Well known for its excellent clinical and educational services for ASD, New Jersey’s higher rates may be reflected in more accurate and/or complete reporting. Similar studies have been conducted in Wisconsin, Utah, North Carolina, Missouri, Colorado, and Arizona.
Results have been called “consistent, broad, and startling” by Professor Walter Zahorodny of Rutgers University as this analysis of young children shows that the American autism rates are continuing to rise without hitting a plateau. “It is very likely next time we survey autism among children the rates will be even higher.”
Information was analyzed from the health and special education records of 129,354 four year old children between 2010-14 and 128,655 eight year old children in the same time frame; guidelines were used from the American Psychiatric Association’s Diagnostic and Statistical Manual Of Mental Disorders-IV.
Prevalence was found to range from a low of 8 per 1,000 children in Missouri to a high of 28 per 1,000 children in New Jersey, with the average being 13 per 1,000 children, and the disorder being 2 times more common among boys and white children. Findings are not representative of the nation as a whole, but are still considered to be the benchmarks of the prevalence of ASD.
Children received their first evaluation ranging from 28 months in North Carolina to 39 months in Wisconsin, however the average age of diagnosis at 53 months has not changed in 15 years, and children with an intellectual disability or other conditions were found to be more likely to be evaluated earlier than at 4 years of age which gives them an advantage.
“Children who are evaluated early around their second birthday often respond better to therapy treatments than those who are diagnosed later. However it appears only the most seriously affected are being evaluated at the crucial time which can delay access to treatment and special services” explains Zahorodny. “Despite our greater awareness, we are not effective yet in early detection. Our goal should be systematic, universal screening that pediatricians and other health providers provide at regular visits starting at 18 months to identify autism as soon as possible.”

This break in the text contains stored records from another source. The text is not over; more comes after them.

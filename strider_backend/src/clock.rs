use chrono::{DateTime, Duration as ChronoDuration, NaiveDate, TimeZone, Timelike, Utc};
use chrono_tz::Tz;
use std::time::Duration;

/// Allowed posting hours, half-open `[open_hour, close_hour)` in the target zone.
#[derive(Debug, Clone, Copy, PartialEq, Eq)]
pub struct ScheduleWindow {
    pub open_hour: u32,
    pub close_hour: u32,
}

impl ScheduleWindow {
    pub fn contains_hour(&self, hour: u32) -> bool {
        hour >= self.open_hour && hour < self.close_hour
    }
}

#[derive(Debug, Clone, Copy, PartialEq, Eq)]
pub enum TimeOfDay {
    Dawn,
    Morning,
    Midday,
    Evening,
}

impl TimeOfDay {
    pub fn from_hour(hour: u32) -> Self {
        if hour < 9 {
            TimeOfDay::Dawn
        } else if hour < 12 {
            TimeOfDay::Morning
        } else if hour < 17 {
            TimeOfDay::Midday
        } else {
            TimeOfDay::Evening
        }
    }

    pub fn label(self) -> &'static str {
        match self {
            TimeOfDay::Dawn => "dawn",
            TimeOfDay::Morning => "morning",
            TimeOfDay::Midday => "midday",
            TimeOfDay::Evening => "evening",
        }
    }

    pub fn narrative(self) -> &'static str {
        match self {
            TimeOfDay::Dawn => {
                "It is early. The streets are quiet, the air is cool, and you just got back \
                 from (or are about to head out for) a run before the world wakes up."
            }
            TimeOfDay::Morning => {
                "It is mid-morning. The run is done, coffee is in hand, and you are thinking \
                 about how the session went while your legs settle."
            }
            TimeOfDay::Midday => {
                "It is the middle of the day. You are between work and training, planning \
                 the next session and noticing how your body feels."
            }
            TimeOfDay::Evening => {
                "It is evening. The day is winding down, you are stretching or foam rolling, \
                 and looking back on today's effort."
            }
        }
    }
}

#[derive(Debug, Clone)]
pub struct Clock {
    tz: Tz,
    window: ScheduleWindow,
}

impl Clock {
    pub fn new(tz: Tz, window: ScheduleWindow) -> Self {
        Self { tz, window }
    }

    pub fn now_in_target_zone(&self) -> DateTime<Tz> {
        Utc::now().with_timezone(&self.tz)
    }

    pub fn is_within_window(&self, now: &DateTime<Tz>) -> bool {
        self.window.contains_hour(now.hour())
    }

    /// Zero while the window is open and nothing has been done today.
    pub fn time_until_next_window_open(&self, now: &DateTime<Tz>, acted_today: bool) -> Duration {
        let today = now.date_naive();
        let target_date = if acted_today || now.hour() >= self.window.close_hour {
            match today.succ_opt() {
                Some(date) => date,
                None => return Duration::ZERO,
            }
        } else if now.hour() < self.window.open_hour {
            today
        } else {
            return Duration::ZERO;
        };

        let open = self.local_instant(target_date, self.window.open_hour);
        (open - *now).to_std().unwrap_or(Duration::ZERO)
    }

    /// Seconds until the next local midnight.
    pub fn seconds_remaining_today(&self, now: &DateTime<Tz>) -> u64 {
        let Some(tomorrow) = now.date_naive().succ_opt() else {
            return 0;
        };
        let midnight = self.local_instant(tomorrow, 0);
        (midnight - *now).num_seconds().max(0) as u64
    }

    /// Resolve a local wall-clock hour on `date`. Hours skipped by a DST jump map forward
    /// to the next valid instant.
    fn local_instant(&self, date: NaiveDate, hour: u32) -> DateTime<Tz> {
        let mut naive =
            date.and_time(chrono::NaiveTime::default()) + ChronoDuration::hours(hour as i64);
        for _ in 0..3 {
            if let Some(dt) = self.tz.from_local_datetime(&naive).earliest() {
                return dt;
            }
            naive += ChronoDuration::hours(1);
        }
        self.tz.from_utc_datetime(&naive)
    }
}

Study results, nor the researchers were able to explain why ASD rates have continued to increase across the nation; factors associated with higher risks include advanced parental age of 30+, maternal illness during pregnancy, genetic mutations, birth before reaching 37 weeks of gestation, and multiple births.
“These are true influences exerting an effect, but they are not enough to explain the high rate of autism prevalence,” says Zahorodny. “There are still undefined environmental risks that contribute to this significant increase, factors that could affect a child in its development in utero or related to birth complications or to the newborn period. We need more research into non-genetic triggers for autism.”